§ Work instruction:
In the listing below, print exactly the lines from the first through the one that contains "Engineer | Initech".
══ Materials provided
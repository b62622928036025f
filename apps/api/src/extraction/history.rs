//! Work and education history extraction.
//!
//! Experience entry headers come in a handful of common layouts. They are
//! recovered by an ordered list of named matchers with first-match-wins
//! precedence, so a line that fits more than one layout is always read the
//! same way:
//!
//!   1. `at_form`    - "Senior Engineer at Initech (2019 - Present)"
//!   2. `pipe_form`  - "Senior Engineer | Initech | 2019 - 2022"
//!   3. `comma_form` - "Senior Engineer, Initech, 2019 - 2022"
//!
//! Blocks that match none of these fall back to a stacked layout (title,
//! company, and dates on consecutive lines) or are folded into the previous
//! entry's description.

use std::sync::LazyLock;

use regex::Regex;
use tracing::debug;

use crate::extraction::dates::{self, DateRange};
use crate::extraction::sections::{is_bullet_line, strip_bullet};
use crate::models::profile::{EducationEntry, ExperienceEntry};
use crate::vocab::Vocabulary;

static AT_FORM_RE: LazyLock<Regex> = LazyLock::new(|| {
    Regex::new(
        r"^(?P<title>[A-Z][^|,@\n]{1,59}?)\s+at\s+(?P<org>[A-Z0-9][^,(|\n]{1,59}?)\s*(?:[(,]\s*(?P<dates>[^)\n]{4,60})\)?\s*)?$",
    )
    .expect("valid regex")
});

static TECH_LINE_RE: LazyLock<Regex> = LazyLock::new(|| {
    Regex::new(r"(?i)^(?:technologies|technology|tech stack|tools|stack|tech)\s*[:\-]\s*(?P<list>.+)$")
        .expect("valid regex")
});

static DEGREE_WORD_RE: LazyLock<Regex> = LazyLock::new(|| {
    Regex::new(
        r"(?i)\b(?:bachelor|master|doctorate|associate|ph\.?\s?d|m\.?b\.?a)(?:'s)?(?:\s+(?:of|in)\s+[a-z][a-z&/\- ]*)?",
    )
    .expect("valid regex")
});

// Case-sensitive on purpose: a case-insensitive "ma"/"bs" would light up on
// ordinary words and state abbreviations like "Cambridge, MA".
static DEGREE_ABBR_RE: LazyLock<Regex> = LazyLock::new(|| {
    Regex::new(r"\b(?:B\.?Sc\.?|M\.?Sc\.?|B\.?Tech|M\.?Tech|B\.?S\.?|M\.?S\.?|B\.?A\.?|M\.?A\.?)")
        .expect("valid regex")
});

static FIELD_MARKER_RE: LazyLock<Regex> =
    LazyLock::new(|| Regex::new(r"(?i)\b(?:in|of)\s+").expect("valid regex"));

static INSTITUTION_RE: LazyLock<Regex> = LazyLock::new(|| {
    Regex::new(r"(?i)\b(?:university|college|institute|institut|polytechnic|school|academy)\b")
        .expect("valid regex")
});

#[derive(Debug)]
struct HeaderMatch {
    position: String,
    company: String,
    location: Option<String>,
    dates: Option<String>,
}

type HeaderMatcher = fn(&str) -> Option<HeaderMatch>;

const HEADER_MATCHERS: &[(&str, HeaderMatcher)] = &[
    ("at_form", try_at_form),
    ("pipe_form", try_pipe_form),
    ("comma_form", try_comma_form),
];

fn match_header(line: &str) -> Option<(&'static str, HeaderMatch)> {
    if is_bullet_line(line) || line.len() > 120 {
        return None;
    }
    for &(name, matcher) in HEADER_MATCHERS {
        if let Some(header) = matcher(line) {
            return Some((name, header));
        }
    }
    None
}

fn try_at_form(line: &str) -> Option<HeaderMatch> {
    let caps = AT_FORM_RE.captures(line)?;
    let title = caps.name("title")?.as_str().trim();
    let org = caps.name("org")?.as_str().trim();
    let dates = caps.name("dates").map(|m| m.as_str().trim().to_string());
    // "Worked at Initech since 2019" would otherwise read the year into the
    // company name.
    if dates.is_none() && org.chars().any(|c| c.is_ascii_digit()) {
        return None;
    }
    Some(HeaderMatch {
        position: title.to_string(),
        company: org.to_string(),
        location: None,
        dates,
    })
}

fn try_pipe_form(line: &str) -> Option<HeaderMatch> {
    if !line.contains('|') {
        return None;
    }
    let parts: Vec<&str> = line.split('|').map(str::trim).collect();
    if !(2..=4).contains(&parts.len()) || parts.iter().any(|p| p.is_empty() || p.len() > 60) {
        return None;
    }
    let mut header = HeaderMatch {
        position: parts[0].to_string(),
        company: String::new(),
        location: None,
        dates: None,
    };
    for part in &parts[1..] {
        if header.dates.is_none() && looks_like_dates(part) {
            header.dates = Some((*part).to_string());
        } else if header.company.is_empty() {
            header.company = (*part).to_string();
        } else if header.location.is_none() {
            header.location = Some((*part).to_string());
        }
    }
    Some(header)
}

/// "Title, Company[, Location], Dates". The trailing segment must carry a
/// date, otherwise ordinary prose with commas would be taken for a header.
fn try_comma_form(line: &str) -> Option<HeaderMatch> {
    let parts: Vec<&str> = line.split(',').map(str::trim).collect();
    if !(3..=4).contains(&parts.len()) || parts.iter().any(|p| p.is_empty() || p.len() > 60) {
        return None;
    }
    let last = parts[parts.len() - 1];
    if !looks_like_dates(last) {
        return None;
    }
    if !parts[0].chars().next().is_some_and(char::is_uppercase) {
        return None;
    }
    Some(HeaderMatch {
        position: parts[0].to_string(),
        company: parts[1].to_string(),
        location: (parts.len() == 4).then(|| parts[2].to_string()),
        dates: Some(last.to_string()),
    })
}

fn looks_like_dates(part: &str) -> bool {
    part.len() <= 30
        && (dates::parse_range(part).is_some()
            || dates::first_year(part).is_some()
            || dates::is_present_token(part))
}

/// Parses the experience section body into structured entries.
pub fn parse_experience(body: &str, vocab: &Vocabulary) -> Vec<ExperienceEntry> {
    let mut entries = Vec::new();
    for block in blocks(body) {
        let headers: Vec<(usize, &'static str, HeaderMatch)> = block
            .iter()
            .enumerate()
            .filter_map(|(i, line)| match_header(line).map(|(name, h)| (i, name, h)))
            .collect();

        if headers.is_empty() {
            match parse_stacked_block(&block, vocab) {
                Some(entry) => entries.push(entry),
                None => attach_to_previous(&block, &mut entries),
            }
            continue;
        }

        let starts: Vec<usize> = headers.iter().map(|h| h.0).collect();
        if starts[0] > 0 {
            attach_to_previous(&block[..starts[0]], &mut entries);
        }
        for (n, (start, name, header)) in headers.into_iter().enumerate() {
            let end = starts.get(n + 1).copied().unwrap_or(block.len());
            debug!(pattern = name, line = block[start].as_str(), "matched experience header");
            entries.push(finish_entry(header, &block[start + 1..end], vocab));
        }
    }
    entries
}

/// Groups of consecutive non-empty trimmed lines.
fn blocks(body: &str) -> Vec<Vec<String>> {
    let mut out = Vec::new();
    let mut cur = Vec::new();
    for line in body.lines() {
        let trimmed = line.trim();
        if trimmed.is_empty() {
            if !cur.is_empty() {
                out.push(std::mem::take(&mut cur));
            }
        } else {
            cur.push(trimmed.to_string());
        }
    }
    if !cur.is_empty() {
        out.push(cur);
    }
    out
}

/// Title, company, and dates on consecutive lines with no inline separator.
/// Only counts as an entry when a date shows up within the first three lines.
fn parse_stacked_block(lines: &[String], vocab: &Vocabulary) -> Option<ExperienceEntry> {
    if lines.len() < 2 || is_bullet_line(&lines[0]) || lines[0].len() > 60 {
        return None;
    }
    let date_idx = lines
        .iter()
        .take(3)
        .position(|l| l.len() <= 40 && dates::parse_range(l).is_some())?;
    if date_idx == 0 {
        return None;
    }
    let company = if is_bullet_line(&lines[1]) {
        String::new()
    } else {
        dates::without_range(&lines[1])
    };
    let header = HeaderMatch {
        position: lines[0].clone(),
        company,
        location: None,
        dates: Some(lines[date_idx].clone()),
    };
    Some(finish_entry(header, &lines[date_idx + 1..], vocab))
}

fn attach_to_previous(lines: &[String], entries: &mut Vec<ExperienceEntry>) {
    let Some(prev) = entries.last_mut() else {
        debug!("experience block without a recognizable header skipped");
        return;
    };
    for line in lines {
        if is_bullet_line(line) {
            prev.achievements.push(strip_bullet(line).to_string());
        } else {
            if !prev.description.is_empty() {
                prev.description.push(' ');
            }
            prev.description.push_str(line);
        }
    }
}

fn finish_entry(header: HeaderMatch, body: &[String], vocab: &Vocabulary) -> ExperienceEntry {
    let mut range = header.dates.as_deref().and_then(parse_header_dates);
    let mut description_parts: Vec<&str> = Vec::new();
    let mut achievements: Vec<String> = Vec::new();
    let mut technologies: Vec<String> = Vec::new();

    for line in body {
        if let Some(listed) = technology_line(line) {
            merge_technologies(&mut technologies, listed);
            continue;
        }
        if is_bullet_line(line) {
            achievements.push(strip_bullet(line).to_string());
            continue;
        }
        if line.len() <= 40 {
            if let Some(found) = dates::parse_range(line) {
                if range.is_none() {
                    range = Some(found);
                }
                if dates::without_range(line).len() <= 12 {
                    continue;
                }
            }
        }
        description_parts.push(line.as_str());
    }

    let description = description_parts.join(" ");
    if range.is_none() {
        range = dates::parse_range(&description);
    }

    let scan = format!("{} {} {}", header.position, description, achievements.join(" "));
    merge_technologies(&mut technologies, vocab.technical_terms_in(&scan));

    let range = range.unwrap_or(DateRange {
        start_year: None,
        end_year: None,
        current: false,
    });
    ExperienceEntry {
        position: header.position,
        company: header.company,
        location: header.location,
        start_year: range.start_year,
        end_year: range.end_year,
        current: range.current,
        description,
        achievements,
        technologies,
    }
}

fn parse_header_dates(raw: &str) -> Option<DateRange> {
    if let Some(range) = dates::parse_range(raw) {
        return Some(range);
    }
    if let Some(year) = dates::first_year(raw) {
        let current = dates::is_present_token(raw);
        return Some(DateRange {
            start_year: Some(year),
            end_year: if current { None } else { Some(year) },
            current,
        });
    }
    if dates::is_present_token(raw) {
        return Some(DateRange {
            start_year: None,
            end_year: None,
            current: true,
        });
    }
    None
}

fn technology_line(line: &str) -> Option<Vec<String>> {
    let caps = TECH_LINE_RE.captures(strip_bullet(line))?;
    let items: Vec<String> = caps["list"]
        .split([',', ';', '|'])
        .map(str::trim)
        .filter(|item| !item.is_empty() && item.len() <= 40)
        .map(str::to_string)
        .collect();
    (!items.is_empty()).then_some(items)
}

fn merge_technologies(into: &mut Vec<String>, additions: Vec<String>) {
    for tech in additions {
        if !into.iter().any(|t| t.eq_ignore_ascii_case(&tech)) {
            into.push(tech);
        }
    }
}

/// Parses the education section body. Blocks with neither a recognizable
/// degree nor an institution line are dropped.
pub fn parse_education(body: &str) -> Vec<EducationEntry> {
    let mut entries = Vec::new();
    for block in blocks(body) {
        let mut degree = String::new();
        let mut field = String::new();
        let mut institution = String::new();
        let mut range: Option<DateRange> = None;
        let mut fallback_year: Option<i32> = None;

        for raw in &block {
            let line = strip_bullet(raw);
            if degree.is_empty() {
                if let Some((found_degree, found_field)) = parse_degree_line(line) {
                    degree = found_degree;
                    field = found_field;
                }
            }
            if institution.is_empty() {
                if let Some(inst) = institution_in(line) {
                    institution = inst;
                }
            }
            if range.is_none() {
                range = dates::parse_range(line);
            }
            if fallback_year.is_none() {
                fallback_year = dates::first_year(line);
            }
        }

        if degree.is_empty() && institution.is_empty() {
            debug!("education block without degree or institution skipped");
            continue;
        }

        let (end_year, current) = match range {
            Some(r) if r.current => (None, true),
            Some(r) => (r.end_year.or(r.start_year), false),
            None => (fallback_year, false),
        };
        entries.push(EducationEntry {
            degree,
            field,
            institution,
            end_year,
            current,
        });
    }
    entries
}

/// Degree phrase and field of study from one line, e.g.
/// "BS in Computer Science, Stanford University" yields
/// ("BS in Computer Science", "Computer Science").
fn parse_degree_line(line: &str) -> Option<(String, String)> {
    let found = DEGREE_WORD_RE.find(line).or_else(|| {
        DEGREE_ABBR_RE
            .find_iter(line)
            .find(|m| abbr_has_field_context(&line[m.end()..]))
    })?;

    let tail = &line[found.start()..];
    let end = tail
        .find(|c: char| c == ',' || c.is_ascii_digit())
        .unwrap_or(tail.len());
    let mut phrase = tail[..end]
        .trim_end_matches(|c: char| c.is_whitespace() || "(-–".contains(c))
        .to_string();
    for cut in [" from ", " at "] {
        if let Some(i) = phrase.find(cut) {
            phrase.truncate(i);
        }
    }

    let field = FIELD_MARKER_RE
        .find_iter(&phrase)
        .last()
        .map(|m| phrase[m.end()..].trim().to_string())
        .filter(|f| !f.is_empty() && f.len() <= 60)
        .or_else(|| field_after(line, found.start()))
        .unwrap_or_default();

    Some((phrase, field))
}

/// "B.S., Computer Science, MIT" carries its field in the segment after the
/// degree rather than behind an "in"/"of" marker.
fn field_after(line: &str, from: usize) -> Option<String> {
    let rest = &line[from..];
    let after_comma = &rest[rest.find(',')? + 1..];
    let segment = after_comma.split(',').next()?.trim();
    if segment.is_empty()
        || segment.len() > 60
        || segment.chars().any(|c| c.is_ascii_digit())
        || INSTITUTION_RE.is_match(segment)
    {
        return None;
    }
    Some(segment.to_string())
}

/// Short degree abbreviations only count when followed by something that
/// reads like a field of study.
fn abbr_has_field_context(rest: &str) -> bool {
    let trimmed = rest.trim_start();
    trimmed.starts_with(',')
        || trimmed.starts_with("in ")
        || trimmed.starts_with("of ")
        || trimmed.chars().next().is_some_and(char::is_uppercase)
}

fn institution_in(line: &str) -> Option<String> {
    line.split(',')
        .map(str::trim)
        .find(|seg| INSTITUTION_RE.is_match(seg))
        .map(dates::without_range)
        .filter(|s| !s.is_empty())
}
════
§ Response to the exercise:
repository b62622928036025f
filename apps/api/src/extraction/history.rs
//! Work and education history extraction.
//!
//! Experience entry headers come in a handful of common layouts. They are
//! recovered by an ordered list of named matchers with first-match-wins
//! precedence, so a line that fits more than one layout is always read the
//! same way:
//!
//!   1. `at_form`    - "Senior Engineer at Initech (2019 - Present)"
//!   2. `pipe_form`  - "Senior Engineer | Initech | 2019 - 2022"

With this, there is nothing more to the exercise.